Si fuese yo quien abogara ante Osiris en favor de la perduración de la raza humana, diría lo siguiente: «¡Oh, juez justo e inexorable!, la acusación contra mi especie es más que merecida, sobre todo en la actualidad. Pero no todos somos culpables, y hay pocos de nosotros cuyas potencialidades no sean mejores que las que nuestras circunstancias nos han permitido desarrollar. No olvides que hemos surgido hace muy poco del cenagoso suelo abonado por la vieja ignorancia y la lucha continua por la existencia. La mayoría de lo que sabemos lo hemos descubierto en las últimas doce generaciones. Embriagados por nuestro nuevo poder sobre la naturaleza, muchos de nosotros nos hemos lanzado equivocadamente en pos del poder sobre otros seres humanos. Se trata de un fuego fatuo que intenta seducirnos para que volvamos a la ciénaga de la que en parte hemos ido saliendo. Pero este extravío insensato no ha absorbido todas nuestras energías. Lo que hemos llegado a conocer sobre el mundo en que vivimos, sobre las nebulosas y los átomos, sobre lo grande y lo pequeño, es mucho más de lo que hubiese parecido posible antes de nuestra época. Sin duda, replicarás que ese conocimiento sólo es bueno en manos de quienes disponen de suficiente sabiduría como para hacer buen uso de él. Pero esa sabiduría también existe, aunque todavía en forma esporádica y desprovista del poder necesario para controlar los acontecimientos. Los sabios y los profetas han advertido sobre la insensatez de la guerra; si prestáramos oídos a lo que nos dicen, alcanzaríamos un nuevo estado de felicidad. 

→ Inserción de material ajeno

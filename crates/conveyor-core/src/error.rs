//! Error types for Conveyor.
//!
//! Every variant is fatal to the current run; nothing here is retried
//! automatically. Recovery is an external re-trigger of the whole pipeline.

use thiserror::Error;

#[derive(Debug, Error)]
pub enum Error {
    #[error("registry authentication failed: {0}")]
    Authentication(String),

    #[error("command failed: {command} (exit code {exit_code})")]
    Build { command: String, exit_code: i32 },

    #[error("push failed for {tag}: {message}")]
    Push { tag: String, message: String },

    #[error("source resolution failed: {0}")]
    SourceResolution(String),

    #[error("artifact store error: {0}")]
    Artifact(String),

    #[error("variable {name} required by {command} is not bound")]
    UnboundVariable { name: String, command: String },

    #[error("internal error: {0}")]
    Internal(String),
}

pub type Result<T> = std::result::Result<T, Error>;
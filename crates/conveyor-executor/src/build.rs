//! The Build Executor: phase semantics, tag derivation wiring and manifest
//! production.

use bytes::Bytes;
use conveyor_core::artifact::{ArtifactKey, ArtifactRef, ArtifactStore};
use conveyor_core::buildspec::{BuildEnv, BuildSpec, CommandRunner, Phase};
use conveyor_core::image::{
    ImageDefinition, ImageRegistry, ImageTag, MANIFEST_NAME, image_tag, manifest_bytes,
};
use conveyor_core::{Error, Result, RunId};
use std::sync::Arc;
use tracing::{error, info};

/// Result of a successful build: the manifest artifact and the two tags now
/// referencing the built content.
#[derive(Debug, Clone)]
pub struct BuildOutput {
    pub manifest: ArtifactRef,
    pub definition: ImageDefinition,
    /// `latest` first, the content-derived tag second.
    pub tags: [ImageTag; 2],
}

/// Executes one build: runs the spec's phases strictly in order, pushes both
/// tags, and publishes the image-definition manifest. The first failing
/// action aborts everything after it; no partial artifact is ever published.
pub struct BuildExecutor {
    runner: Arc<dyn CommandRunner>,
    registry: Arc<dyn ImageRegistry>,
    store: Arc<dyn ArtifactStore>,
}

impl BuildExecutor {
    pub fn new(
        runner: Arc<dyn CommandRunner>,
        registry: Arc<dyn ImageRegistry>,
        store: Arc<dyn ArtifactStore>,
    ) -> Self {
        Self {
            runner,
            registry,
            store,
        }
    }

    /// Run the build for one source artifact. All build-time inputs come in
    /// through `env`; nothing is read from the ambient process environment.
    pub async fn execute(
        &self,
        run_id: RunId,
        service: &str,
        source: &ArtifactRef,
        spec: &BuildSpec,
        env: &BuildEnv,
    ) -> Result<BuildOutput> {
        // The build consumes the prior stage's output; refuse to start
        // without it.
        self.store.get(source).await?;

        // pre_build: registry login, then tag derivation. Both derived
        // variables carry the same value: the 7-char commit hash, or
        // "latest" when the resolved version is empty or too short.
        self.registry.authenticate().await?;
        let tag = image_tag(&env.resolved_source_version);
        let mut vars = env.bindings();
        vars.extend(spec.env.clone());
        vars.insert("COMMIT_HASH".to_string(), tag.clone());
        vars.insert("IMAGE_TAG".to_string(), tag.clone());

        info!(image_tag = %tag, "Starting build");

        for phase in Phase::ORDER {
            self.run_phase(phase, spec, &vars).await?;
        }

        // Both pushes must succeed for the build to report success.
        let latest = ImageTag::latest(&env.repository_uri);
        let pinned = ImageTag::new(&env.repository_uri, &tag);
        self.registry.push(&latest).await?;
        self.registry.push(&pinned).await?;

        // The manifest pins the content-derived tag, never "latest", and is
        // only written once everything before it succeeded.
        let definition = ImageDefinition::new(service, pinned.uri());
        let data = manifest_bytes(&definition).map_err(|e| Error::Internal(e.to_string()))?;
        let key = ArtifactKey::new(run_id, "Build", MANIFEST_NAME);
        let manifest = self.store.put(&key, Bytes::from(data)).await?;

        info!(image = %pinned, "Build complete");

        Ok(BuildOutput {
            manifest,
            definition,
            tags: [latest, pinned],
        })
    }

    async fn run_phase(
        &self,
        phase: Phase,
        spec: &BuildSpec,
        vars: &std::collections::HashMap<String, String>,
    ) -> Result<()> {
        for command in spec.phase(phase) {
            for name in &command.requires {
                if !vars.contains_key(name) {
                    return Err(Error::UnboundVariable {
                        name: name.clone(),
                        command: command.display_line(),
                    });
                }
            }

            let outcome = self.runner.run(command, vars).await?;
            if !outcome.is_success() {
                error!(
                    phase = %phase,
                    command = %command.display_line(),
                    exit_code = outcome.exit_code,
                    "Command failed"
                );
                return Err(Error::Build {
                    command: command.display_line(),
                    exit_code: outcome.exit_code,
                });
            }
        }
        Ok(())
    }
}
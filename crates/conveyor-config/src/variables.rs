//! Variable interpolation for command records.
//!
//! Command arguments reference run variables as `${NAME}`, e.g.:
//! - `${ECR_REPOSITORY_URI}` - fully qualified registry + repository URI
//! - `${AWS_ACCOUNT_ID}` / `${AWS_REGION}` - account and region bindings
//! - `${COMMIT_HASH}` / `${IMAGE_TAG}` - derived during pre_build
//!
//! Unknown placeholders are preserved verbatim so a missing binding is
//! visible in logs instead of silently collapsing to an empty string.

use regex::Regex;
use std::collections::HashMap;
use std::sync::LazyLock;

static VAR_REGEX: LazyLock<Regex> =
    LazyLock::new(|| Regex::new(r"\$\{([a-zA-Z_][a-zA-Z0-9_]*)\}").unwrap());

/// The variable bindings available to a run's commands.
#[derive(Debug, Clone, Default)]
pub struct VariableContext {
    vars: HashMap<String, String>,
}

impl VariableContext {
    pub fn from_bindings(vars: HashMap<String, String>) -> Self {
        Self { vars }
    }

    /// Interpolate all `${NAME}` placeholders in a string.
    pub fn interpolate(&self, input: &str) -> String {
        VAR_REGEX
            .replace_all(input, |caps: &regex::Captures| {
                let name = &caps[1];
                self.vars
                    .get(name)
                    .cloned()
                    .unwrap_or_else(|| format!("${{{}}}", name))
            })
            .to_string()
    }

    /// Interpolate placeholders in a list of arguments.
    pub fn interpolate_args(&self, args: &[String]) -> Vec<String> {
        args.iter().map(|a| self.interpolate(a)).collect()
    }
}

/// The placeholder names referenced by a string, in order of appearance.
/// Used at parse time to derive a command record's required variables.
pub fn find_placeholders(input: &str) -> Vec<String> {
    let mut names = Vec::new();
    for caps in VAR_REGEX.captures_iter(input) {
        let name = caps[1].to_string();
        if !names.contains(&name) {
            names.push(name);
        }
    }
    names
}

#[cfg(test)]
mod tests {
    use super::*;

    fn ctx() -> VariableContext {
        VariableContext::from_bindings(HashMap::from([
            (
                "ECR_REPOSITORY_URI".to_string(),
                "repo.example/app".to_string(),
            ),
            ("IMAGE_TAG".to_string(), "abcdef1".to_string()),
        ]))
    }

    #[test]
    fn test_basic_interpolation() {
        let result = ctx().interpolate("${ECR_REPOSITORY_URI}:${IMAGE_TAG}");
        assert_eq!(result, "repo.example/app:abcdef1");
    }

    #[test]
    fn test_unknown_variable_preserved() {
        let result = ctx().interpolate("push ${NOT_BOUND}");
        assert_eq!(result, "push ${NOT_BOUND}");
    }

    #[test]
    fn test_interpolate_args() {
        let args = vec![
            "tag".to_string(),
            "${ECR_REPOSITORY_URI}:latest".to_string(),
            "${ECR_REPOSITORY_URI}:${IMAGE_TAG}".to_string(),
        ];
        let result = ctx().interpolate_args(&args);
        assert_eq!(
            result,
            vec![
                "tag",
                "repo.example/app:latest",
                "repo.example/app:abcdef1"
            ]
        );
    }

    #[test]
    fn test_find_placeholders_deduplicates() {
        let names =
            find_placeholders("${ECR_REPOSITORY_URI}:latest ${ECR_REPOSITORY_URI}:${IMAGE_TAG}");
        assert_eq!(names, vec!["ECR_REPOSITORY_URI", "IMAGE_TAG"]);
    }

    #[test]
    fn test_nested_braces_untouched() {
        let result = ctx().interpolate(r#"{"imageUri": "${IMAGE_TAG}"}"#);
        assert_eq!(result, r#"{"imageUri": "abcdef1"}"#);
    }
}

»Esos grandes hombres no se han limitado a mostrarnos lo que hay que evitar. También nos han mostrado que el hombre tiene la posibilidad de crear un mundo de belleza resplandeciente y de gloria imperecedera. Allí están los poetas, los compositores, los pintores, los hombres que han sabido revelar su visión interior en edificios de mayestático esplendor. Ese país imaginario puede ser nuestro. Y también las relaciones entre los hombres podrían tener la belleza de la poesía lírica. Muchas personas tienen por momentos un atisbo de esta posibilidad en el amor entre el hombre y la mujer. Nada justifica que esta experiencia permanezca encerrada en unos límites estrechos, pues como en la Sinfonía Coral, es algo que podría abarcar el mundo entero. Se trata de posibilidades que están implícitas en el ser humano, y que, a la larga, podrán ir realizándose. Por estas razones, Señor Osiris, te rogamos que nos concedas una prórroga, una oportunidad para que salgamos de nuestra vieja insensatez e ingresemos en un mundo de luz, amor y belleza.» 

Quizá nuestra súplica sea atendida. De todos modos, esas posibilidades —que, por lo que sabemos, sólo existen en el Hombre— son las que justifican la supervivencia de nuestra especie.